• Activity:
Set out exactly every line of the entries below, starting at the line that holds "fn map(&self, value: u32)" and stopping after the line that holds "assert_eq!(&data[8..12], &[0; 4]);".

(Dataset entries)

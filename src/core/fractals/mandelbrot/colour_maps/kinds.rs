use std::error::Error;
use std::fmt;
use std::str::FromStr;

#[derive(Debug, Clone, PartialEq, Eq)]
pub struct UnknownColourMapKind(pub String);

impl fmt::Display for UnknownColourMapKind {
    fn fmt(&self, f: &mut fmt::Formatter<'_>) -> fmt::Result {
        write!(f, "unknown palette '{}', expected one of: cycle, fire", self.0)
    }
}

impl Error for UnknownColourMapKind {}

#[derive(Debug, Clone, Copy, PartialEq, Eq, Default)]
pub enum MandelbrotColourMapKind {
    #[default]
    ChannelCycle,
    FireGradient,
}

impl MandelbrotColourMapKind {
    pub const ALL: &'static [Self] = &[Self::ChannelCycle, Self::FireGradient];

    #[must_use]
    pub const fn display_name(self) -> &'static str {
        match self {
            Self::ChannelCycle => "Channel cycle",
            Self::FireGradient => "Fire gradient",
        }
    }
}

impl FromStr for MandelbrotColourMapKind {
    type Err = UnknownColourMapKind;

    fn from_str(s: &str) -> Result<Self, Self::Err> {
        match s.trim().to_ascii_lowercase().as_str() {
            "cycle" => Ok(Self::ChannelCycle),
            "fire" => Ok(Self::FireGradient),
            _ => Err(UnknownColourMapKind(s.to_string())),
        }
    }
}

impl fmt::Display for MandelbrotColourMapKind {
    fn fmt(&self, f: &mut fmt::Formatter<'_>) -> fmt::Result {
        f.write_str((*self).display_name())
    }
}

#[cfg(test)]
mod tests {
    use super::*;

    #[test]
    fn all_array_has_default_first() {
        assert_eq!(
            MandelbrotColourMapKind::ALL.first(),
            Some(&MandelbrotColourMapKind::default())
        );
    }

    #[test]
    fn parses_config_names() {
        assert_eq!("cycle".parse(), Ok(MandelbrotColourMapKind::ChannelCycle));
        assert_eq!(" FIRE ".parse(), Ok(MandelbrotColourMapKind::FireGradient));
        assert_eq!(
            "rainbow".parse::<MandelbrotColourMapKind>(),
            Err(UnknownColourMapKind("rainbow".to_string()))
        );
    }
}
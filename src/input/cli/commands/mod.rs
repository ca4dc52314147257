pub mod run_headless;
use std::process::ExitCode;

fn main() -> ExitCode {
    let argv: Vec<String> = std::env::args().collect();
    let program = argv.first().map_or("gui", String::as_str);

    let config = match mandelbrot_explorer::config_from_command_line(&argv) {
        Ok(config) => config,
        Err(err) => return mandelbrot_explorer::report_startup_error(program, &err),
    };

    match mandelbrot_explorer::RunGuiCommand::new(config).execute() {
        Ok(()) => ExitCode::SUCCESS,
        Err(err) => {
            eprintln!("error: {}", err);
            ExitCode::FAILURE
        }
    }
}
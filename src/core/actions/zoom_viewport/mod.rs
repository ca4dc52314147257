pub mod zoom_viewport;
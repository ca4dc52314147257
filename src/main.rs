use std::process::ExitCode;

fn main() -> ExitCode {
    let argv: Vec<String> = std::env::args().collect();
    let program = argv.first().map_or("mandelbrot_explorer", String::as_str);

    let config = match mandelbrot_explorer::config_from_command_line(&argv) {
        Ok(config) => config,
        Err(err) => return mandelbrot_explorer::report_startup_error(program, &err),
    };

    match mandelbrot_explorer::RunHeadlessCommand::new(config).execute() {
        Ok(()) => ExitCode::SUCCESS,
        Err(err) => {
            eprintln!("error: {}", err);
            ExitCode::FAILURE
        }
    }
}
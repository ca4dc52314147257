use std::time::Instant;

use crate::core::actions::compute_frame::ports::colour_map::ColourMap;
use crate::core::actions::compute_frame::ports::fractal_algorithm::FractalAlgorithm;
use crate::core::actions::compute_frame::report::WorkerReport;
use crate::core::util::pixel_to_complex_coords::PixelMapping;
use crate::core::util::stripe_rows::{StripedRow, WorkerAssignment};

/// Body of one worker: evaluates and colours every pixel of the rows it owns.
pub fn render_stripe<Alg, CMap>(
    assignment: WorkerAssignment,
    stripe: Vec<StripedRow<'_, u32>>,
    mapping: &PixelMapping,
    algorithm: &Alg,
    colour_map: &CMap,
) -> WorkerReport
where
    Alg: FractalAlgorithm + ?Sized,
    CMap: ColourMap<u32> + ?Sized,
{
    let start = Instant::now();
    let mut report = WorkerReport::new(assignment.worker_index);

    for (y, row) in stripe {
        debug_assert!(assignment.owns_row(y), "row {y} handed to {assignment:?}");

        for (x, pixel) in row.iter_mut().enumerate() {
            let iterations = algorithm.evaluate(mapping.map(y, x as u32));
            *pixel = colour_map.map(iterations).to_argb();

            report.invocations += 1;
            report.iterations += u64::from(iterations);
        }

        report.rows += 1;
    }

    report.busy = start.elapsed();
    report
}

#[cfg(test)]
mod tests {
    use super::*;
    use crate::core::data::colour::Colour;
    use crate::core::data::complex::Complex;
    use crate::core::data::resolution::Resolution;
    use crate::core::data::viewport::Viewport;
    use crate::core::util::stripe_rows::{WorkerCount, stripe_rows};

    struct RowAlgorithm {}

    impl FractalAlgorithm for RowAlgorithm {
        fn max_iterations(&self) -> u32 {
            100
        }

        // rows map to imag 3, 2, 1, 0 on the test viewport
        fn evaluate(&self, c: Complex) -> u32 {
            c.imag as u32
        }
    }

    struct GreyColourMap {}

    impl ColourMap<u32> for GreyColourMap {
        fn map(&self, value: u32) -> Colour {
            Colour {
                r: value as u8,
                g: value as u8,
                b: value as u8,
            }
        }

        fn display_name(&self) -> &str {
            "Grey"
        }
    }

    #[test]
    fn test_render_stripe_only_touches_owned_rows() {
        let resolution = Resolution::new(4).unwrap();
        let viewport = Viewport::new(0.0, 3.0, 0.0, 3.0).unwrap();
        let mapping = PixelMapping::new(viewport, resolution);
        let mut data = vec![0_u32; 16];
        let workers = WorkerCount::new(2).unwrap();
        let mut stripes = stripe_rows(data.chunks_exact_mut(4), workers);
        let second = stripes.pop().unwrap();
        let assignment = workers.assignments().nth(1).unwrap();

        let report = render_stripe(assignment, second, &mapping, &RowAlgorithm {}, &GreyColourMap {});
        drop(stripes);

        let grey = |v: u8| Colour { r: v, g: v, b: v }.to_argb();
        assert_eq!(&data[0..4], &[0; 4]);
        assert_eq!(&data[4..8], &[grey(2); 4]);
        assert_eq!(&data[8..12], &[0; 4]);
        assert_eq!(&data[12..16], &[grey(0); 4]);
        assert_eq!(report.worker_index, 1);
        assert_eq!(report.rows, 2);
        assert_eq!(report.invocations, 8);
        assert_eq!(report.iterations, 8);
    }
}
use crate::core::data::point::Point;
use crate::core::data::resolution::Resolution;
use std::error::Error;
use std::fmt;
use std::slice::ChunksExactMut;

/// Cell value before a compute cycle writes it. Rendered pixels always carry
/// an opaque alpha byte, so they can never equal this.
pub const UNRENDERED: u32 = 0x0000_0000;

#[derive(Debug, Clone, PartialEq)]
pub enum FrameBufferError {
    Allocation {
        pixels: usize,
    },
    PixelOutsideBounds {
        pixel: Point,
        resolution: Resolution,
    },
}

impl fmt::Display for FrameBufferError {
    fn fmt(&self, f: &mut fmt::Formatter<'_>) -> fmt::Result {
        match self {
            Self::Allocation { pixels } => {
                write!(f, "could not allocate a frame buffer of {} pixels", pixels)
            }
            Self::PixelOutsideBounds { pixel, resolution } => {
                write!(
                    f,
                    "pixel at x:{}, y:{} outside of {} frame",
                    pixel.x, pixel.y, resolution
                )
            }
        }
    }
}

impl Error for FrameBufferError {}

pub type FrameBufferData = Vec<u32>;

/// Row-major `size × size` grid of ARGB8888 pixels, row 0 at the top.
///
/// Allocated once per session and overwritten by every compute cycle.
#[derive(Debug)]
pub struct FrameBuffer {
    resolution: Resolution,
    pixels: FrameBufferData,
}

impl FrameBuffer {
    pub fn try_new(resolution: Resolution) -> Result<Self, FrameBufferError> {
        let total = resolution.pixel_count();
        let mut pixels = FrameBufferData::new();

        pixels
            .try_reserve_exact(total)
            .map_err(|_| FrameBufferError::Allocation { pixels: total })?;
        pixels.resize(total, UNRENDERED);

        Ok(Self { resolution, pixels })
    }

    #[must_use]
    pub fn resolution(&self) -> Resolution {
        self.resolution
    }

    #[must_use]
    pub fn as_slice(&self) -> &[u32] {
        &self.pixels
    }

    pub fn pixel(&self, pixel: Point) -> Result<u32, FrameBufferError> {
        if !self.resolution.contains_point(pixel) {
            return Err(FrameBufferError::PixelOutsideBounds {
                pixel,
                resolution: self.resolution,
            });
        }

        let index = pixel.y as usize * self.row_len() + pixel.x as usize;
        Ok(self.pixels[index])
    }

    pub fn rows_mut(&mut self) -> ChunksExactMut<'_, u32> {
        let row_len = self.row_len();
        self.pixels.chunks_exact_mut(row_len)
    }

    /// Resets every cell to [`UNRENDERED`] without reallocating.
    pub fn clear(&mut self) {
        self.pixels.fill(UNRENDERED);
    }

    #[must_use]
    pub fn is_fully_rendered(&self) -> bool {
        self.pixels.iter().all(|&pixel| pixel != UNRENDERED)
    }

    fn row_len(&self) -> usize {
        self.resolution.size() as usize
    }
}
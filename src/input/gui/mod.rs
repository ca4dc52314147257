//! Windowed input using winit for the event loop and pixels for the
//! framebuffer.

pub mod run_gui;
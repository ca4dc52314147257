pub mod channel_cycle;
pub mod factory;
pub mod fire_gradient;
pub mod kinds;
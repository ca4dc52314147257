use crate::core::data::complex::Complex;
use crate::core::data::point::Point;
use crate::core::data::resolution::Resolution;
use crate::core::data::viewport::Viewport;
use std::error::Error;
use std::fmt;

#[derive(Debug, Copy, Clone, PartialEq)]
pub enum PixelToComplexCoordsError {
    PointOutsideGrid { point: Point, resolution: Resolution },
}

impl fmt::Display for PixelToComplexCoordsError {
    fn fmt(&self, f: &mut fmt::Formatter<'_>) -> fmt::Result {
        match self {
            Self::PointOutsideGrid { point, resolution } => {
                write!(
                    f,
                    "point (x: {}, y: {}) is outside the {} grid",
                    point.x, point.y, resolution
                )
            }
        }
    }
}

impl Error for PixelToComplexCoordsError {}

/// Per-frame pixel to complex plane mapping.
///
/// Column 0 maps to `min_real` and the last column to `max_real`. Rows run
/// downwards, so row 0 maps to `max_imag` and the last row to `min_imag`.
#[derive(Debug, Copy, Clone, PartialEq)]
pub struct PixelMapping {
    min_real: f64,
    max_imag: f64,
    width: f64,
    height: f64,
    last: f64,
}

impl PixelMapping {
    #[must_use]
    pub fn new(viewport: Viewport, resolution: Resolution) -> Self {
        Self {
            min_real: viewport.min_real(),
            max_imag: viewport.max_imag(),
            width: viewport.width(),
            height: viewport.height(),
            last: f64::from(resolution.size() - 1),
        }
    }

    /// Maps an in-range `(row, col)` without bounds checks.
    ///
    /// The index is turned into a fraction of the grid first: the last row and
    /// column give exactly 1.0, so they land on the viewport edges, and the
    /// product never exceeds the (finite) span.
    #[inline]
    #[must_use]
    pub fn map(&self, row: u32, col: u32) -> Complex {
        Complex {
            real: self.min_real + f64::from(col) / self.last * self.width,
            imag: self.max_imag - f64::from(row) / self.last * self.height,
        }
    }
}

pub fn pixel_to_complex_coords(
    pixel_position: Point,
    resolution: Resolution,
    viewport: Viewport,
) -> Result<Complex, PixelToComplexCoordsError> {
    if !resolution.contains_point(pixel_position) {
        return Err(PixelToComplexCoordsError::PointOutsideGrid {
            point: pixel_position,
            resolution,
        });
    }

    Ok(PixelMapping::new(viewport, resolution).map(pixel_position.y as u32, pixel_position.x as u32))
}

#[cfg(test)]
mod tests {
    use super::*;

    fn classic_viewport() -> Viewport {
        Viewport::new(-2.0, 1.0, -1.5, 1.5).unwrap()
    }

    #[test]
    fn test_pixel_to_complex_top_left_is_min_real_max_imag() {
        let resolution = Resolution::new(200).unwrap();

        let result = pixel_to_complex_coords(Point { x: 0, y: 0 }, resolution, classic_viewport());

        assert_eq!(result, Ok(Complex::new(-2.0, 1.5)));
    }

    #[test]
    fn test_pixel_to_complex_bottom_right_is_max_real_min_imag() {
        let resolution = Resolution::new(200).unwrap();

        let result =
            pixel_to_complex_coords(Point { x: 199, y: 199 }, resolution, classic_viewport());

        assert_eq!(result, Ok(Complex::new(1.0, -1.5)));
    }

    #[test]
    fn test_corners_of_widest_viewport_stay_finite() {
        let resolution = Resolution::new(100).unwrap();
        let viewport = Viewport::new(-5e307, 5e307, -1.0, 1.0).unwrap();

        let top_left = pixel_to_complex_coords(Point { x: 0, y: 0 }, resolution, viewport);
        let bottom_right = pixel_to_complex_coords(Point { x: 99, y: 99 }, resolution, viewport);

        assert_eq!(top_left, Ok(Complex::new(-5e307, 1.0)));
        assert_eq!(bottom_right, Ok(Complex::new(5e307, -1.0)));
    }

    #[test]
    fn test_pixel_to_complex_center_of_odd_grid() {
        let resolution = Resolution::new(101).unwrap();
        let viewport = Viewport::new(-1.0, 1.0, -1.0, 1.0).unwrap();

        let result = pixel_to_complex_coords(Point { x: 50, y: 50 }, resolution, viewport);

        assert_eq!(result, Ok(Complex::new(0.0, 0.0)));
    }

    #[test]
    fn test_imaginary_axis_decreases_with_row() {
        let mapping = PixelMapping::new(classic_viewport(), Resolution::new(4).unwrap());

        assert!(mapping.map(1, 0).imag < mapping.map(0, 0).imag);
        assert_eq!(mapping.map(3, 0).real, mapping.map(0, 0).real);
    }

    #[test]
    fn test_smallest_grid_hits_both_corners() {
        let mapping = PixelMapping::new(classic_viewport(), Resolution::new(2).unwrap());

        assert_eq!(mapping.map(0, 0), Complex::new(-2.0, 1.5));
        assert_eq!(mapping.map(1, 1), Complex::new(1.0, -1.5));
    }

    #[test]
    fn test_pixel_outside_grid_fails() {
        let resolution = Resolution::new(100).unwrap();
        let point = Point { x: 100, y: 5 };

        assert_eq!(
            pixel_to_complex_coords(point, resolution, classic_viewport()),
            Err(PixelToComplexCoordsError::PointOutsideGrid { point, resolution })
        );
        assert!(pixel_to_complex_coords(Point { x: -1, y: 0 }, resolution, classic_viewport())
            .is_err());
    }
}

• Reply to the exercise:
        fn map(&self, value: u32) -> Colour {
            Colour {
                r: value as u8,
                g: value as u8,
                b: value as u8,
            }
        }

        fn display_name(&self) -> &str {
            "Grey"
        }
    }

    #[test]
    fn test_render_stripe_only_touches_owned_rows() {
        let resolution = Resolution::new(4).unwrap();
        let viewport = Viewport::new(0.0, 3.0, 0.0, 3.0).unwrap();
        let mapping = PixelMapping::new(viewport, resolution);
        let mut data = vec![0_u32; 16];
        let workers = WorkerCount::new(2).unwrap();
        let mut stripes = stripe_rows(data.chunks_exact_mut(4), workers);
        let second = stripes.pop().unwrap();
        let assignment = workers.assignments().nth(1).unwrap();

        let report = render_stripe(assignment, second, &mapping, &RowAlgorithm {}, &GreyColourMap {});
        drop(stripes);

        let grey = |v: u8| Colour { r: v, g: v, b: v }.to_argb();
        assert_eq!(&data[0..4], &[0; 4]);
        assert_eq!(&data[4..8], &[grey(2); 4]);
        assert_eq!(&data[8..12], &[0; 4]);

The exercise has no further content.